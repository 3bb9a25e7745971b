//! Dependency Graph Builder
//!
//! One recursive pre-order walk over the widget tree discovers every axis
//! and every axis user, and records two kinds of relationship declared by
//! the users:
//!
//! - *affects*: a widget aspect supplies range data to an axis. Edge
//!   `widget-aspect -> axis`: the plotter must be queried before the axis
//!   can close its range.
//! - *requires*: a widget aspect needs an axis's finalized range first
//!   (e.g. a curve `x = f(y)` cannot know its x extent until the y axis is
//!   settled). Edge `axis -> widget-aspect`.
//!
//! The walk never mutates the tree. Edges are emitted in traversal order,
//! which downstream becomes the deterministic tie-break order for
//! scheduling.
//!
//! Axis names that fail to resolve are recorded as
//! [`ResolveError::UnresolvedAxis`] and abort only the offending widget's
//! contribution; the rest of the tree still resolves.

use std::collections::HashMap;

use indexmap::IndexMap;
use smallvec::SmallVec;
use tracing::{trace, warn};

use super::node::{Aspect, DepNode, Edge};
use crate::error::ResolveError;
use crate::widget::{Axis, AxisUser, Widget, WidgetId};

/// The dependency graph for one resolution pass.
///
/// Borrows the widget tree; everything here is rebuilt from scratch on every
/// pass and discarded once ranges are written back.
pub struct DependencyGraph<'a> {
    /// All dependency edges, in discovery order.
    pub edges: Vec<Edge>,
    /// Consumer vertex to the producers it depends on.
    pub(crate) deps: IndexMap<DepNode, SmallVec<[DepNode; 2]>>,
    /// Every axis widget in the tree, in traversal order, whether or not it
    /// participates in any edge.
    pub axes: Vec<WidgetId>,
    /// Axis to the plotters attached to it, kept for layout bookkeeping.
    pub axis_plotters: IndexMap<WidgetId, Vec<WidgetId>>,
    /// Capability handles for the axis users discovered during the walk.
    pub(crate) users: HashMap<WidgetId, &'a dyn AxisUser>,
    /// Capability handles for the axes discovered during the walk.
    pub(crate) axis_widgets: HashMap<WidgetId, &'a dyn Axis>,
    /// Unresolved axis references, one per offending (widget, name).
    pub errors: Vec<ResolveError>,
}

impl<'a> DependencyGraph<'a> {
    /// Walk the tree below `root` and build the graph.
    pub fn build(root: &'a dyn Widget) -> Self {
        let mut builder = GraphBuilder::default();
        builder.visit(root);
        builder.finish()
    }

    /// The producers a vertex depends on, empty when it has none.
    pub(crate) fn producers_of(&self, node: &DepNode) -> &[DepNode] {
        self.deps.get(node).map(|p| p.as_slice()).unwrap_or(&[])
    }
}

/// Accumulates graph state during the tree walk.
#[derive(Default)]
struct GraphBuilder<'a> {
    edges: Vec<Edge>,
    axes: Vec<WidgetId>,
    axis_plotters: IndexMap<WidgetId, Vec<WidgetId>>,
    users: HashMap<WidgetId, &'a dyn AxisUser>,
    axis_widgets: HashMap<WidgetId, &'a dyn Axis>,
    /// Axis ids handed out by `lookup_axis`, with the widgets that named
    /// them. Checked against the discovered axes once the walk completes.
    referenced: IndexMap<WidgetId, Vec<(WidgetId, Aspect)>>,
    errors: Vec<ResolveError>,
}

impl<'a> GraphBuilder<'a> {
    fn visit(&mut self, widget: &'a dyn Widget) {
        if let Some(user) = widget.as_axis_user() {
            self.visit_user(widget.id(), user);
        }

        if let Some(axis) = widget.as_axis() {
            self.axes.push(widget.id());
            self.axis_widgets.insert(widget.id(), axis);
        }

        for child in widget.children() {
            self.visit(child);
        }
    }

    fn visit_user(&mut self, id: WidgetId, user: &'a dyn AxisUser) {
        // Resolve the declared axis names once; contributions and
        // requirements below refer back to these bindings.
        let mut named: IndexMap<Aspect, WidgetId> = IndexMap::new();
        for name in user.axes_names() {
            match user.lookup_axis(&name) {
                Some(axis_id) => {
                    self.referenced
                        .entry(axis_id)
                        .or_default()
                        .push((id, name.clone()));
                    let attached = self.axis_plotters.entry(axis_id).or_default();
                    if !attached.contains(&id) {
                        attached.push(id);
                    }
                    named.insert(name, axis_id);
                }
                None => self.unresolved(id, name),
            }
        }

        for (aspect, axis_name) in user.affects_axis_range() {
            match named.get(&axis_name) {
                Some(&axis_id) => {
                    self.push_edge(DepNode::aspect(id, aspect), DepNode::axis(axis_id));
                }
                None => self.unresolved(id, axis_name),
            }
        }

        for (aspect, axis_name) in user.requires_axis_range() {
            match named.get(&axis_name) {
                Some(&axis_id) => {
                    self.push_edge(DepNode::axis(axis_id), DepNode::aspect(id, aspect));
                }
                None => self.unresolved(id, axis_name),
            }
        }

        self.users.insert(id, user);
    }

    fn push_edge(&mut self, producer: DepNode, consumer: DepNode) {
        trace!(%producer, %consumer, "dependency edge");
        self.edges.push(Edge::new(producer, consumer));
    }

    fn unresolved(&mut self, widget: WidgetId, axis: Aspect) {
        warn!(%widget, %axis, "unresolved axis reference");
        let err = ResolveError::UnresolvedAxis { widget, axis };
        if !self.errors.contains(&err) {
            self.errors.push(err);
        }
    }

    fn finish(mut self) -> DependencyGraph<'a> {
        // `lookup_axis` may hand back a widget that never turned out to be
        // an axis in the tree. Those references are as unresolved as a
        // failed lookup; drop the edges and attachments they produced.
        let dangling: Vec<WidgetId> = self
            .referenced
            .keys()
            .filter(|id| !self.axis_widgets.contains_key(id))
            .copied()
            .collect();

        for axis_id in &dangling {
            for (widget, name) in self.referenced.shift_remove(axis_id).unwrap_or_default() {
                self.unresolved(widget, name);
            }
            self.axis_plotters.shift_remove(axis_id);
        }
        if !dangling.is_empty() {
            self.edges.retain(|edge| {
                let dangles = |node: &DepNode| node.is_axis() && dangling.contains(&node.widget);
                !dangles(&edge.producer) && !dangles(&edge.consumer)
            });
        }

        let mut deps: IndexMap<DepNode, SmallVec<[DepNode; 2]>> = IndexMap::new();
        for edge in &self.edges {
            deps.entry(edge.consumer.clone())
                .or_default()
                .push(edge.producer.clone());
        }

        DependencyGraph {
            edges: self.edges,
            deps,
            axes: self.axes,
            axis_plotters: self.axis_plotters,
            users: self.users,
            axis_widgets: self.axis_widgets,
            errors: self.errors,
        }
    }
}
//! EBML element header: an ID VINT followed by a size VINT.
//!
//! Ported from the growth-only semantics of the original `ebml/header.py`:
//! setting `size` may grow the header's encoded width but never shrinks it
//! implicitly. Resizing to a narrower encoding is always an explicit,
//! range-checked operation (`set_encoded_width`), mirroring the size
//! solver's preference for leaving header widths alone.

use crate::error::{Error, Result};
use crate::vint::{self, VInt};
use std::io::Read;

/// Pair of (element ID, payload size) with a separately tracked, mutable
/// encoded width.
#[derive(Debug, Clone, Copy, PartialEq, Eq)]
pub struct Header {
    id: u32,
    id_width: u8,
    size: u64,
    size_width: u8,
}

impl Header {
    /// Build a header from an already-known canonical ID width and a size
    /// VINT width. `size_width` must be at least `VInt::min_width(size)`.
    pub fn new(id: u32, id_width: u8, size: u64, size_width: u8) -> Result<Self> {
        if size > vint::MAX_DATA_SIZE || size_width < VInt::min_width(size) || size_width > 8 {
            return Err(Error::InvalidResize {
                id: VInt::new(id as u64),
                attempted: size,
            });
        }
        Ok(Self {
            id,
            id_width,
            size,
            size_width,
        })
    }

    /// Build a header at its minimal encoded width for both fields.
    pub fn minimal(id: u32, size: u64) -> Result<Self> {
        let id_width = vint::id_byte_length(id);
        Self::new(id, id_width, size, VInt::min_width(size))
    }

    /// The element's EBML ID.
    pub fn id(&self) -> u32 {
        self.id
    }

    /// The declared payload size.
    pub fn size(&self) -> u64 {
        self.size
    }

    /// Width in bytes of the encoded ID VINT. IDs are always canonically
    /// encoded, so this never changes after construction.
    pub fn id_width(&self) -> u8 {
        self.id_width
    }

    /// Width in bytes of the encoded size VINT.
    pub fn size_width(&self) -> u8 {
        self.size_width
    }

    /// Total encoded width of id + size VINTs.
    pub fn encoded_width(&self) -> u64 {
        self.id_width as u64 + self.size_width as u64
    }

    /// Smallest legal `size_width` for the current `size`.
    pub fn min_size_width(&self) -> u8 {
        VInt::min_width(self.size)
    }

    /// Set the payload size, growing `size_width` if the current width can
    /// no longer represent it. Never shrinks the width implicitly.
    pub fn set_size(&mut self, size: u64) -> Result<()> {
        if size > vint::MAX_DATA_SIZE {
            return Err(Error::InvalidResize {
                id: VInt::new(self.id as u64),
                attempted: size,
            });
        }
        let needed = VInt::min_width(size);
        if needed > self.size_width {
            self.size_width = needed;
        }
        self.size = size;
        Ok(())
    }

    /// Explicitly set the size VINT's encoded width. Range-checked against
    /// the current size; does not touch `size` itself.
    pub fn set_size_width(&mut self, width: u8) -> Result<()> {
        if !(1..=8).contains(&width) || width < VInt::min_width(self.size) {
            return Err(Error::InvalidResize {
                id: VInt::new(self.id as u64),
                attempted: width as u64,
            });
        }
        self.size_width = width;
        Ok(())
    }

    /// Decode a header from a blocking reader. Returns the header and
    /// whether its size VINT was the reserved "unknown length" marker
    /// (tolerated only for deferred/summary reads, e.g. a live-muxed
    /// Segment).
    pub fn read_from<R: Read>(r: &mut R) -> Result<(Self, bool)> {
        let (id, id_width) = vint::read_id_from(r)?;
        let (size, size_width) = vint::read_from(r)?;
        let header = Self {
            id,
            id_width,
            size: size.value,
            size_width,
        };
        Ok((header, size.is_unknown))
    }

    /// Encode this header's bytes.
    pub fn encode(&self) -> Vec<u8> {
        let mut out = vint::encode_id(self.id, self.id_width);
        out.extend(vint::encode(self.size, self.size_width).expect("size_width kept consistent"));
        out
    }
}

#[cfg(test)]
mod tests {
    use super::*;

    #[test]
    fn regrowth_never_shrinks() {
        let mut h = Header::minimal(10, 0).unwrap();
        assert_eq!(h.encoded_width(), 2); // 1 byte id + 1 byte size(0)
        h.set_size(0x012233).unwrap();
        assert_eq!(h.size_width(), 4);
        h.set_size(0).unwrap();
        assert_eq!(h.size_width(), 4, "width must not shrink implicitly");
    }

    #[test]
    fn explicit_width_is_range_checked() {
        let mut h = Header::minimal(10, 1000).unwrap();
        assert!(h.set_size_width(1).is_err());
        assert!(h.set_size_width(9).is_err());
        assert!(h.set_size_width(8).is_ok());
    }

    #[test]
    fn round_trip() {
        let h = Header::new(0x1A45DFA3, 4, 512, 3).unwrap();
        let bytes = h.encode();
        let mut cur = std::io::Cursor::new(bytes);
        let (back, unknown) = Header::read_from(&mut cur).unwrap();
        assert!(!unknown);
        assert_eq!(back.id(), h.id());
        assert_eq!(back.size(), h.size());
        assert_eq!(back.size_width(), h.size_width());
    }
}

◆ ◆ ◆ ◆ ◆

#### [WORK ORDER]
Go through the records above. Copy each line in which the string "references" appears.

#### [WRITTEN RESPONSE]
    /// Unresolved axis references, one per offending (widget, name).
        // an axis in the tree. Those references are as unresolved as a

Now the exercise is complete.